- **Task goal**: Please say how many lines in the records below contain the word "order". Give the number and nothing more.

- **Information provided**:
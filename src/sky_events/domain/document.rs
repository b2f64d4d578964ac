use crate::shared::Result;
use scraper::{ElementRef, Html, Selector};

/// A parsed HTML page
///
/// Parsing goes through html5ever, which recovers from malformed markup the
/// same way a browser does, so building a `Document` never fails.
#[derive(Debug)]
pub struct Document {
    html: Html,
}

/// Text content of the `td` cells of one table row, in column order
#[derive(Debug, Clone, PartialEq, Eq)]
pub struct TableRow {
    cells: Vec<String>,
}

impl TableRow {
    pub fn new(cells: Vec<String>) -> Self {
        Self { cells }
    }

    pub fn cells(&self) -> &[String] {
        &self.cells
    }

    pub fn len(&self) -> usize {
        self.cells.len()
    }

    pub fn is_empty(&self) -> bool {
        self.cells.is_empty()
    }
}

impl Document {
    pub fn parse(body: &str) -> Self {
        Self {
            html: Html::parse_document(body),
        }
    }

    /// Selects every `tr` whose class attribute contains `marker`, in
    /// document order, and reads the text of each of its `td` children.
    ///
    /// Matching is a substring match, so `class="clickableRow lightrow"`
    /// matches the marker `clickableRow`.
    pub fn rows_with_class(&self, marker: &str) -> Result<Vec<TableRow>> {
        let selector = Selector::parse(&format!("tr[class*=\"{}\"]", marker))
            .map_err(|e| anyhow::anyhow!("Invalid row selector for marker '{}': {:?}", marker, e))?;

        Ok(self
            .html
            .select(&selector)
            .map(|row| TableRow::new(Self::cell_texts(row)))
            .collect())
    }

    /// Text of the direct `td` children only; cells of nested tables are
    /// part of their enclosing cell's text.
    fn cell_texts(row: ElementRef<'_>) -> Vec<String> {
        row.children()
            .filter_map(ElementRef::wrap)
            .filter(|child| child.value().name() == "td")
            .map(|cell| cell.text().collect::<String>())
            .collect()
    }
}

- **Output of the exercise**: 2